What if the person wants to be 20 years younger, but is "actually" only 10
years younger? Is it going to be determined by a sort of medical exam?

What if they want to keep changing their age up and down every year for
whatever reason?

I just don't see a good way for ensuing "fairness" and non-manipulation.

Very glib:

>>Perhaps you will say that what is appropriate for frozen people in a
hypothetical scenario is not appropriate for real people in the real world.
Nevertheless, the difference between thought experiments of this kind and
cases in the real world is only a difference in degree, not a difference in
kind.

------
rendall
As human beings' lifespans grow longer and anti-aging therapies become
available, there will no doubt be less concern with chronological age.

------
brador
What does legal age even mean? Your age is how many times you've been around
the sun. It is a fixed concept, +1 every round trip from birth.

If you want to prevent or remove discrimination, then do that by fixing the
system, creating tests for proficiency and ability not creating arbitrary
constructs that seek to confuse users into submission.

Bizarre.

------
krasicki
see: [http://longnow.org/seminars/02019/mar/13/modern-elder-and-
in...](http://longnow.org/seminars/02019/mar/13/modern-elder-and-
intergenerational-workplace/)

What needs changing is the preconceived mindset that working life ends at last
century's retirement age. Society still suffers from a scaling misconception.

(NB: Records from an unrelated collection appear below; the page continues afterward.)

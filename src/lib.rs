//! modelbench - Engine Test Harness
//!
//! A terminal harness that exercises a local AI inference engine: it seeds a
//! bundled starter model into private storage, reports connectivity and
//! status, downloads the engine model with live progress, and forwards
//! prompts for text generation.
//!
//! # Architecture
//!
//! - `installer`: copies the bundled model asset into local storage
//! - `sdk`: engine client, initialize task, wire types
//! - `console`: interactive controller (input, commands, display, history)
//! - `doctor`: connectivity and storage diagnostics

pub mod asset;
pub mod errors;
pub mod installer;

// Re-export commonly used types
pub use errors::{BenchError, Result};

pub mod cli;
pub mod config;
pub mod console;
pub mod doctor;
pub mod sdk;
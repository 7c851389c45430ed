use bitflags::bitflags;
use smallvec::SmallVec;

use super::composite::Composite;
use super::drawable::{Drawable, Materializable};
use super::geometry::Geometry;
use super::light::PositionalLight;
use super::material::MaterialNode;
use super::multi_geometry::MultiGeometry;
use super::transform::Transform;
use super::{NodeId, NodeKey};
use crate::engine::RenderEngine;

bitflags! {
    /// What a node can do, derived from its kind.
    #[derive(Debug, Clone, Copy, PartialEq, Eq, Hash)]
    pub struct NodeCapabilities: u8 {
        /// Holds an ordered child list.
        const COMPOSITE      = 1 << 0;
        const TRANSFORM      = 1 << 1;
        const MATERIAL       = 1 << 2;
        const DRAWABLE       = 1 << 3;
        const MATERIALIZABLE = 1 << 4;
    }
}

/// Closed set of node payloads.
#[derive(Debug, Clone)]
pub enum NodeKind {
    /// Plain composite with no contribution of its own.
    Group,
    Transform(Transform),
    Material(MaterialNode),
    Geometry(Geometry),
    MultiGeometry(MultiGeometry),
    Light(PositionalLight),
}

impl NodeKind {
    #[must_use]
    pub fn type_name(&self) -> &'static str {
        match self {
            NodeKind::Group => "group",
            NodeKind::Transform(_) => "transform",
            NodeKind::Material(_) => "material",
            NodeKind::Geometry(_) => "geometry",
            NodeKind::MultiGeometry(_) => "multi-geometry",
            NodeKind::Light(_) => "light",
        }
    }

    #[must_use]
    pub fn capabilities(&self) -> NodeCapabilities {
        match self {
            NodeKind::Group => NodeCapabilities::COMPOSITE,
            NodeKind::Transform(_) => NodeCapabilities::COMPOSITE | NodeCapabilities::TRANSFORM,
            NodeKind::Material(_) => NodeCapabilities::COMPOSITE | NodeCapabilities::MATERIAL,
            NodeKind::Geometry(_) | NodeKind::MultiGeometry(_) => {
                NodeCapabilities::DRAWABLE | NodeCapabilities::MATERIALIZABLE
            }
            NodeKind::Light(_) => NodeCapabilities::DRAWABLE,
        }
    }
}

/// A scene graph node.
///
/// # Hierarchy
///
/// Links are stored as [`NodeKey`]s and only changed through the
/// [`NodeArena`](super::NodeArena), which keeps both directions in sync:
/// - `parents`: back references, a node may have several (the graph is a DAG)
/// - `composite`: ordered child list, present for composite kinds only
#[derive(Debug, Clone)]
pub struct Node {
    id: NodeId,
    name: String,
    pub(crate) dirty: bool,
    pub(crate) parents: SmallVec<[NodeKey; 2]>,
    pub(crate) composite: Option<Composite>,
    kind: NodeKind,
}

impl Node {
    #[must_use]
    pub fn new(name: impl Into<String>, kind: NodeKind) -> Self {
        let composite = kind
            .capabilities()
            .contains(NodeCapabilities::COMPOSITE)
            .then(Composite::new);
        Self {
            id: NodeId::new(),
            name: name.into(),
            dirty: true,
            parents: SmallVec::new(),
            composite,
            kind,
        }
    }

    #[must_use]
    pub fn group(name: impl Into<String>) -> Self {
        Self::new(name, NodeKind::Group)
    }

    #[must_use]
    pub fn transform(name: impl Into<String>, transform: Transform) -> Self {
        Self::new(name, NodeKind::Transform(transform))
    }

    #[must_use]
    pub fn material(name: impl Into<String>, material: MaterialNode) -> Self {
        Self::new(name, NodeKind::Material(material))
    }

    #[must_use]
    pub fn geometry(name: impl Into<String>, geometry: Geometry) -> Self {
        Self::new(name, NodeKind::Geometry(geometry))
    }

    #[must_use]
    pub fn multi_geometry(name: impl Into<String>, geometry: MultiGeometry) -> Self {
        Self::new(name, NodeKind::MultiGeometry(geometry))
    }

    #[must_use]
    pub fn light(name: impl Into<String>, light: PositionalLight) -> Self {
        Self::new(name, NodeKind::Light(light))
    }

    // ========================================================================
    // Identity & state
    // ========================================================================

    #[inline]
    #[must_use]
    pub fn id(&self) -> NodeId {
        self.id
    }

    #[inline]
    #[must_use]
    pub fn name(&self) -> &str {
        &self.name
    }

    /// Set at creation and on mutable access, cleared by each scene rebuild.
    #[inline]
    #[must_use]
    pub fn is_dirty(&self) -> bool {
        self.dirty
    }

    #[inline]
    #[must_use]
    pub fn kind(&self) -> &NodeKind {
        &self.kind
    }

    #[inline]
    pub fn kind_mut(&mut self) -> &mut NodeKind {
        &mut self.kind
    }

    #[must_use]
    pub fn capabilities(&self) -> NodeCapabilities {
        self.kind.capabilities()
    }

    #[inline]
    #[must_use]
    pub fn is_composite(&self) -> bool {
        self.composite.is_some()
    }

    // ========================================================================
    // Hierarchy (read-only)
    // ========================================================================

    #[inline]
    #[must_use]
    pub fn parents(&self) -> &[NodeKey] {
        &self.parents
    }

    /// Child keys in insertion order; empty for leaves.
    #[must_use]
    pub fn children(&self) -> &[NodeKey] {
        self.composite.as_ref().map_or(&[][..], Composite::children)
    }

    #[must_use]
    pub fn composite(&self) -> Option<&Composite> {
        self.composite.as_ref()
    }

    // ========================================================================
    // Capability views
    // ========================================================================

    #[must_use]
    pub fn as_transform(&self) -> Option<&Transform> {
        match &self.kind {
            NodeKind::Transform(t) => Some(t),
            _ => None,
        }
    }

    pub fn as_transform_mut(&mut self) -> Option<&mut Transform> {
        match &mut self.kind {
            NodeKind::Transform(t) => Some(t),
            _ => None,
        }
    }

    #[must_use]
    pub fn as_material(&self) -> Option<&MaterialNode> {
        match &self.kind {
            NodeKind::Material(m) => Some(m),
            _ => None,
        }
    }

    pub fn as_material_mut(&mut self) -> Option<&mut MaterialNode> {
        match &mut self.kind {
            NodeKind::Material(m) => Some(m),
            _ => None,
        }
    }

    #[must_use]
    pub fn as_drawable(&self) -> Option<&dyn Drawable> {
        match &self.kind {
            NodeKind::Geometry(g) => Some(g),
            NodeKind::MultiGeometry(g) => Some(g),
            NodeKind::Light(l) => Some(l),
            _ => None,
        }
    }

    pub fn as_drawable_mut(&mut self) -> Option<&mut dyn Drawable> {
        match &mut self.kind {
            NodeKind::Geometry(g) => Some(g),
            NodeKind::MultiGeometry(g) => Some(g),
            NodeKind::Light(l) => Some(l),
            _ => None,
        }
    }

    #[must_use]
    pub fn as_materializable(&self) -> Option<&dyn Materializable> {
        self.as_drawable().and_then(|d| d.as_materializable())
    }

    pub fn as_materializable_mut(&mut self) -> Option<&mut dyn Materializable> {
        self.as_drawable_mut().and_then(|d| d.as_materializable_mut())
    }

    #[must_use]
    pub fn as_multi_geometry(&self) -> Option<&MultiGeometry> {
        match &self.kind {
            NodeKind::MultiGeometry(g) => Some(g),
            _ => None,
        }
    }

    pub fn as_multi_geometry_mut(&mut self) -> Option<&mut MultiGeometry> {
        match &mut self.kind {
            NodeKind::MultiGeometry(g) => Some(g),
            _ => None,
        }
    }

    #[must_use]
    pub fn as_light(&self) -> Option<&PositionalLight> {
        match &self.kind {
            NodeKind::Light(l) => Some(l),
            _ => None,
        }
    }

    /// Releases whatever engine resources the payload owns.
    pub(crate) fn release(&mut self, engine: &mut dyn RenderEngine) {
        match &mut self.kind {
            NodeKind::Material(m) => m.release(engine),
            NodeKind::Geometry(g) => g.release(engine),
            NodeKind::MultiGeometry(g) => g.release(engine),
            NodeKind::Light(l) => l.release(engine),
            NodeKind::Group | NodeKind::Transform(_) => {}
        }
    }

    /// Drops hierarchy links copied from elsewhere, keeping listeners.
    pub(crate) fn unlink(&mut self) {
        self.parents.clear();
        if let Some(composite) = &mut self.composite {
            composite.clear_children();
        }
    }
}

With better medical technology, people are living longer and healthier lives.
The law has to begin acknowledging that.

------
frittig
There are a lot of logic in the article that I think are completely absurd.
However, it doesn't sound any odder than changing your gender.

------
romdev
When asked my age I say 'I identify as a 15 year old.' But it's a joke.

------
CryptoPunk
It takes a real lack of character to favor institutionalized deceit over
people being allowed to exercise their right to determine what criteria they
will discriminate between people on.

That being said, I'd concede that these kinds of social campaigns do seem to
be motivated by admirable levels of compassion and open-mindedness.

------
collyw
What's the point in having an age then if you can change it at will?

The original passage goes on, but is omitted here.